Amelie Klein: Wenn ich an Robotik denke, bin ich immer wütend. Wahnsinnig wütend! Und deprimiert.

Bei der Ausstellungseröffnung sprachen Sie davon, dass das Thema der Ausstellung Sie depressiv stimmen würde. Im Vorwort des Ausstellungskatalogs schreiben Sie von Ihrer Wut. Erklären Sie uns bitte kurz Ihre Verstimmtheit.

Ich sage immer, die Robotik – und damit meine ich auch die Technologie im Allgemeinen – ist wie eine Farbschicht, die sich über alles legt. Sie macht uns das Leben in vielerlei Hinsicht deutlich einfacher und die meisten von uns glauben noch immer, das komme alles gratis. Wenn wir aber genauer hinsehen, erkennen wir sofort: Nichts davon ist gratis. Hinter den Technologien, die wir alle unentwegt nutzen, stehen meist wirtschaftliche oder gar staatliche Interessen. Wir sind total aufgescheucht, wenn wieder irgendein Buch über die nächste Superintelligenz erscheint, denken aber nicht darüber nach, dass wir alle minütlich unsere Daten in den Äther senden, so selbst zur Ware werden und zunehmend auf einen digitalen Überwachungskapitalismus zusteuern.

Wenn ich an Robotik denke, fällt mir als erstes R2D2 aus Star Wars ein, der auch ein Highlight der Ausstellung ist. Sie sprechen jetzt aber, wenn ich Sie richtig verstehe, eher von unseren Smartphones und den Apps, die wir darauf nutzen. Habe ich eine falsche Auffassung davon, was ein Roboter ist?

Die meisten denken als erstes an den Terminator, wenn von Roboter die Rede ist – an R2D2, Wall-E, irgendwelche humanoiden Maschinen, die uns entweder umbringen oder Tee servieren. Unsere Vorstellungen sind geprägt von der Populärkultur, und genau da holen wir die Besucherinnen und Besucher der Ausstellung auch ab. Doch dann wird schnell klar: Der Roboter braucht keinen Körper. Die Selbst-Auscheck-Supermarktkasse ist genauso ein Roboter wie eine Drohne, ein selbstfahrendes Auto oder eben unsere Smartphones.
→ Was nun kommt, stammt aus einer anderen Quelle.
//! Configuration management for modhost
//!
//! Handles configuration loading (TOML or JSON by extension) and validation.

use serde::{Deserialize, Serialize};
use std::collections::HashMap;
use std::path::{Path, PathBuf};

use crate::module::registry::dependencies::ResolveOptions;
use crate::storage::database::{default_backend, DatabaseBackend};
use crate::utils::env_opt;

/// Environment variable consulted when the config has no token
pub const TOKEN_ENV: &str = "MODHOST_TOKEN";

/// Module system configuration
#[derive(Debug, Clone, Default, PartialEq, Serialize, Deserialize)]
pub struct ModuleConfig {
    /// List of enabled modules (empty = every discovered module)
    #[serde(default)]
    pub enabled_modules: Vec<String>,

    /// Modules to disable regardless of their manifest
    #[serde(default)]
    pub disabled: Vec<String>,

    /// Module-specific configuration handed to init hooks
    #[serde(default)]
    pub module_configs: HashMap<String, HashMap<String, String>>,
}

impl ModuleConfig {
    /// Overrides applied before dependency resolution
    pub fn resolve_options(&self) -> ResolveOptions {
        ResolveOptions {
            force_disabled: self.disabled.iter().cloned().collect(),
            only: if self.enabled_modules.is_empty() {
                None
            } else {
                Some(self.enabled_modules.iter().cloned().collect())
            },
        }
    }
}

/// Web server configuration
#[derive(Debug, Clone, PartialEq, Eq, Serialize, Deserialize)]
pub struct WebServerConfig {
    #[serde(default = "default_true")]
    pub enabled: bool,

    #[serde(default = "default_port")]
    pub port: u16,
}

fn default_true() -> bool {
    true
}

fn default_port() -> u16 {
    8080
}

impl Default for WebServerConfig {
    fn default() -> Self {
        Self {
            enabled: true,
            port: default_port(),
        }
    }
}

/// Settings persistence configuration
#[derive(Debug, Clone, PartialEq, Eq, Serialize, Deserialize)]
pub struct DatabaseConfig {
    #[serde(default = "default_backend")]
    pub backend: DatabaseBackend,

    /// Data directory for on-disk backends
    #[serde(default = "default_database_path")]
    pub path: PathBuf,
}

fn default_database_path() -> PathBuf {
    PathBuf::from("data")
}

impl Default for DatabaseConfig {
    fn default() -> Self {
        Self {
            backend: default_backend(),
            path: default_database_path(),
        }
    }
}

/// Where interaction context comes from
#[derive(Debug, Clone, PartialEq, Eq, Serialize, Deserialize)]
pub struct InteractionConfig {
    /// Module providing the fetch/create actions
    #[serde(default = "default_context_provider")]
    pub context_provider: String,

    #[serde(default = "default_fetch_action")]
    pub fetch_action: String,

    #[serde(default = "default_create_action")]
    pub create_action: String,

    /// Gateway event channel capacity
    #[serde(default = "default_queue_capacity")]
    pub queue_capacity: usize,
}

fn default_context_provider() -> String {
    "settings".to_string()
}

fn default_fetch_action() -> String {
    "getSettings".to_string()
}

fn default_create_action() -> String {
    "createSettings".to_string()
}

fn default_queue_capacity() -> usize {
    256
}

impl Default for InteractionConfig {
    fn default() -> Self {
        Self {
            context_provider: default_context_provider(),
            fetch_action: default_fetch_action(),
            create_action: default_create_action(),
            queue_capacity: default_queue_capacity(),
        }
    }
}

/// Logging configuration
#[derive(Debug, Clone, Default, PartialEq, Eq, Serialize, Deserialize)]
pub struct LoggingConfig {
    /// Filter directive, e.g. "info" or "modhost::interaction=debug"
    #[serde(default)]
    pub filter: Option<String>,

    /// Emit JSON lines (requires the `json-logging` feature)
    #[serde(default)]
    pub json_format: bool,
}

/// Host configuration
#[derive(Debug, Clone, Default, PartialEq, Serialize, Deserialize)]
pub struct HostConfig {
    /// Platform token; falls back to `MODHOST_TOKEN`
    #[serde(default)]
    pub token: Option<String>,

    #[serde(default)]
    pub modules: ModuleConfig,

    #[serde(default)]
    pub webserver: WebServerConfig,

    #[serde(default)]
    pub database: DatabaseConfig,

    #[serde(default)]
    pub interactions: InteractionConfig,

    #[serde(default)]
    pub logging: Option<LoggingConfig>,
}

impl HostConfig {
    /// Load configuration from a `.toml` or `.json` file
    pub fn from_file(path: &Path) -> anyhow::Result<Self> {
        let content = std::fs::read_to_string(path)
            .map_err(|e| anyhow::anyhow!("Failed to read config {}: {}", path.display(), e))?;
        let config = match path.extension().and_then(|e| e.to_str()) {
            Some("json") => Self::from_json_str(&content)?,
            _ => Self::from_toml_str(&content)?,
        };
        config.validate()?;
        Ok(config)
    }

    pub fn from_toml_str(content: &str) -> anyhow::Result<Self> {
        Ok(toml::from_str(content)?)
    }

    pub fn from_json_str(content: &str) -> anyhow::Result<Self> {
        Ok(serde_json::from_str(content)?)
    }

    /// Save configuration to JSON file
    pub fn to_json_file(&self, path: &Path) -> anyhow::Result<()> {
        let content = serde_json::to_string_pretty(self)?;
        std::fs::write(path, content)?;
        Ok(())
    }

    /// Token from the config, or from the environment
    pub fn token(&self) -> Option<String> {
        self.token.clone().or_else(|| env_opt(TOKEN_ENV))
    }

    /// Validate configuration
    pub fn validate(&self) -> anyhow::Result<()> {
        if self.webserver.port == 0 {
            return Err(anyhow::anyhow!(
                "webserver.port must be between 1 and 65535"
            ));
        }

        let interactions = &self.interactions;
        for (field, value) in [
            ("context_provider", &interactions.context_provider),
            ("fetch_action", &interactions.fetch_action),
            ("create_action", &interactions.create_action),
        ] {
            if value.trim().is_empty() {
                return Err(anyhow::anyhow!("interactions.{} must not be empty", field));
            }
        }
        if interactions.queue_capacity == 0 {
            return Err(anyhow::anyhow!(
                "interactions.queue_capacity must be greater than 0"
            ));
        }

        if let Some(id) = self
            .modules
            .disabled
            .iter()
            .find(|id| self.modules.enabled_modules.contains(id))
        {
            return Err(anyhow::anyhow!(
                "module '{}' is listed as both enabled and disabled",
                id
            ));
        }

        Ok(())
    }
}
Alles kann ein Roboter sein, solange es über Sensoren verfügt, um Daten zu messen; über Software, um diese Daten zu interpretieren; und über Aktoren, um eine physisch messbare Reaktion zu generieren, etwa einen Lichtpunkt auf dem Bildschirm.

Die Kernbotschaft der Ausstellung war schon 2017: «Keine Angst vor dem Terminator, aber höchste Vorsicht vor den Entwicklungen unserer immer smarteren, immer robotischeren Umwelt». Können Sie das noch mal ins Konkrete übersetzen: Wovor sollen wir uns in Acht nehmen und wovor nicht?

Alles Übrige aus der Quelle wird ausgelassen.